Re: [boost] Flow-based programming library for Boost?

15 Dec 2012

      on Wed Dec 12 2012, Julian Gonggrijp <j.gonggrijp-AT-gmail.com> wrote:
...
Dave Abrahams wrote:
...
If you want such a library to be truly efficient, you should be able to
wire together the dataflows at compile-time and not pay any overhead for
composing large computations out of smaller ones.  The accumulators
library uses something like a dataflow model, with the "wiring" done
completely at compile-time.
Because of your remark I studied the Accumulators library, and I must 
say it's very elegant indeed.

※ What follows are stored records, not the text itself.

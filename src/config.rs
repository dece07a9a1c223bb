//! 配置管理模块
//!
//! 提供CLI参数解析和翻译配置管理功能

// 标准库导入
use std::path::PathBuf;
use std::time::Duration;

// 第三方crate导入
use clap::{Args, Parser, Subcommand};

// 本地模块导入
use crate::api_constants::{api_config, service_config};

/// 本地翻译配置结构体
///
/// 汇总翻译、语言检测与防抖所需的运行参数，支持Builder模式进行链式配置。
///
/// # Examples
///
/// ```rust
/// use lingo_cli::config::LocalTranslationConfig;
///
/// let config = LocalTranslationConfig::new()
///     .source_language("en")
///     .target_language("hi")
///     .with_api_url("https://api.mymemory.translated.net/get")
///     .with_debounce_ms(300);
/// assert_eq!(config.target_lang(), "hi");
/// ```
#[derive(Debug, Clone)]
pub struct LocalTranslationConfig {
    /// 源语言代码
    source_lang: String,
    /// 目标语言代码
    target_lang: String,
    /// 翻译API服务地址
    api_url: String,
    /// 词典API服务地址
    dictionary_url: String,
    /// 防抖静默窗口
    debounce_window: Duration,
    /// 单次请求超时
    request_timeout: Duration,
    /// 是否启用检测缓存
    enable_cache: bool,
}

impl LocalTranslationConfig {
    /// 创建新的配置实例
    ///
    /// 返回具有默认值的配置实例：
    /// - 源语言: 英文 ("en")
    /// - 目标语言: 印地语 ("hi")
    /// - API地址: MyMemory公共接口
    /// - 防抖窗口: 500ms
    /// - 请求超时: 30s
    /// - 启用缓存: true
    pub fn new() -> Self {
        Self {
            source_lang: service_config::DEFAULT_SOURCE_LANG.to_string(),
            target_lang: service_config::DEFAULT_TARGET_LANG.to_string(),
            api_url: api_config::DEFAULT_API_URL.to_string(),
            dictionary_url: api_config::DICTIONARY_API_URL.to_string(),
            debounce_window: Duration::from_millis(service_config::DEBOUNCE_WINDOW_MS),
            request_timeout: Duration::from_secs(service_config::REQUEST_TIMEOUT_SECONDS),
            enable_cache: true,
        }
    }

    /// 获取源语言代码
    pub fn source_lang(&self) -> &str {
        &self.source_lang
    }

    /// 获取目标语言代码
    pub fn target_lang(&self) -> &str {
        &self.target_lang
    }

    /// 获取API地址
    pub fn api_url(&self) -> &str {
        &self.api_url
    }

    /// 获取词典API地址
    pub fn dictionary_url(&self) -> &str {
        &self.dictionary_url
    }

    pub fn debounce_window(&self) -> Duration {
        self.debounce_window
    }

    pub fn request_timeout(&self) -> Duration {
        self.request_timeout
    }

    /// 检查是否启用缓存
    pub fn is_cache_enabled(&self) -> bool {
        self.enable_cache
    }

    /// 设置源语言代码
    pub fn source_language(mut self, lang: &str) -> Self {
        self.source_lang = lang.to_string();
        self
    }

    /// 设置目标语言代码
    pub fn target_language(mut self, lang: &str) -> Self {
        self.target_lang = lang.to_string();
        self
    }

    /// 设置API地址
    pub fn with_api_url(mut self, url: &str) -> Self {
        self.api_url = url.to_string();
        self
    }

    /// 设置词典API地址
    pub fn with_dictionary_url(mut self, url: &str) -> Self {
        self.dictionary_url = url.to_string();
        self
    }

    /// 设置防抖窗口（毫秒）
    pub fn with_debounce_ms(mut self, millis: u64) -> Self {
        self.debounce_window = Duration::from_millis(millis);
        self
    }

    /// 设置请求超时（秒）
    pub fn with_timeout_secs(mut self, secs: u64) -> Self {
        self.request_timeout = Duration::from_secs(secs);
        self
    }

    /// 设置是否启用缓存
    pub fn enable_cache(mut self, enable: bool) -> Self {
        self.enable_cache = enable;
        self
    }
}

impl Default for LocalTranslationConfig {
    fn default() -> Self {
        Self::new()
    }
}

/// CLI参数结构
#[derive(Parser)]
#[command(author, version, about = "命令行翻译助手 - 语言检测、实时翻译、分享链接", long_about = None)]
pub struct Cli {
    #[command(subcommand)]
    pub command: Command,

    /// 翻译API地址
    #[arg(short, long, global = true, default_value = api_config::DEFAULT_API_URL)]
    pub api: String,

    /// 词典API地址
    #[arg(long, global = true, default_value = api_config::DICTIONARY_API_URL)]
    pub dictionary_api: String,

    /// 防抖窗口（毫秒）
    #[arg(long, global = true, default_value_t = service_config::DEBOUNCE_WINDOW_MS)]
    pub debounce_ms: u64,

    /// 请求超时时间（秒）
    #[arg(long, global = true, default_value_t = service_config::REQUEST_TIMEOUT_SECONDS)]
    pub timeout: u64,

    /// 禁用语言检测缓存
    #[arg(long, global = true)]
    pub no_cache: bool,

    /// 覆盖系统区域设置 (如: en_US.UTF-8)
    #[arg(long, global = true)]
    pub locale: Option<String>,

    /// 详细输出模式
    #[arg(short, long, global = true)]
    pub verbose: bool,

    /// 静默模式 (仅输出结果)
    #[arg(short, long, global = true)]
    pub quiet: bool,

    /// 显示会话统计
    #[arg(long, global = true)]
    pub stats: bool,
}

impl Cli {
    /// 根据命令行参数构建翻译配置
    pub fn to_config(&self) -> LocalTranslationConfig {
        LocalTranslationConfig::new()
            .with_api_url(&self.api)
            .with_dictionary_url(&self.dictionary_api)
            .with_debounce_ms(self.debounce_ms)
            .with_timeout_secs(self.timeout)
            .enable_cache(!self.no_cache)
    }
}

/// 子命令
#[derive(Subcommand)]
pub enum Command {
    /// 翻译一段文本或一个文件
    Translate(TranslateArgs),

    /// 检测文本语言
    Detect {
        /// 待检测文本
        text: String,
    },

    /// 实时翻译：从标准输入逐行读取文本，`:from xx` / `:to xx` 切换语言
    Live {
        /// 源语言代码；指定后不再被自动检测覆盖
        #[arg(short, long)]
        from: Option<String>,

        #[arg(short, long, default_value = service_config::DEFAULT_TARGET_LANG)]
        to: String,
    },

    /// 生成分享链接
    Share {
        #[arg(long)]
        text: String,

        #[arg(short, long, default_value = service_config::DEFAULT_SOURCE_LANG)]
        from: String,

        #[arg(short, long, default_value = service_config::DEFAULT_TARGET_LANG)]
        to: String,

        /// 分享链接站点
        #[arg(long, default_value = api_config::DEFAULT_SHARE_BASE_URL)]
        base: String,
    },

    /// 打开分享链接并翻译其中的文本
    Open {
        /// 分享链接或查询字符串
        link: String,
    },

    /// 翻译并导出翻译报告
    Export {
        #[command(flatten)]
        input: TranslateArgs,

        /// 报告输出路径
        #[arg(short, long, value_name = "FILE", default_value = "translation.txt")]
        output: PathBuf,
    },

    /// 为指定语言挑选朗读语音
    Voices {
        /// 语言代码
        lang: String,

        /// 可用语音的语言标签，逗号分隔 (如: en-US,hi-IN)
        #[arg(long, value_delimiter = ',')]
        available: Vec<String>,
    },
}

/// 翻译输入参数
#[derive(Args, Clone)]
pub struct TranslateArgs {
    /// 待翻译文本
    #[arg(long, conflicts_with = "file")]
    pub text: Option<String>,

    /// 输入文件 (.txt / .pdf，另支持 .html)
    #[arg(long, value_name = "FILE")]
    pub file: Option<PathBuf>,

    /// 源语言代码
    #[arg(short, long, default_value = service_config::DEFAULT_SOURCE_LANG)]
    pub from: String,

    /// 目标语言代码
    #[arg(short, long, default_value = service_config::DEFAULT_TARGET_LANG)]
    pub to: String,

    /// 翻译前自动检测源语言（检测失败时保留 --from）
    #[arg(long)]
    pub detect: bool,
}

Dependencies between computations are 
resolved at compile-time (wow!) so they don't add unnecessary overhead 
at run-time and everything will be executed in the most efficient 
order.
However, note the word "order". Boost.Accumulators was clearly 
designed under the assumption of single-threaded operation and tightly 
interdependent computations. I believe it might very well be the best 
possible approach under those assumptions, but when the assumptions 
don't apply other considerations may call for a different solution.
"Dataflow" is a very general term, but the people who advertise with 
that word typically mean something more specific, i.e. lock-free 
multithreading with message passing. The underlying assumptions are 
more or less opposite to the assumptions in Boost.Accumulators: 
computations can run concurrently without waiting for each other, as 
long as they have input available and they can dispose of their output 
somewhere. If computations can take place /at the same time/ it does 
not really matter whether connections are made at compile-time or run-
time; /waiting/ is eliminated altogether so the building of 
connections at run-time adds only constant overhead.
It's not just the cost of *building* of dynamic connections but the cost
of traversing them.  Of course if your sub-computations happen to have
large granularity, these costs may be swamped by others, but a truly
flexible system would allow you to tune the approach to the problem.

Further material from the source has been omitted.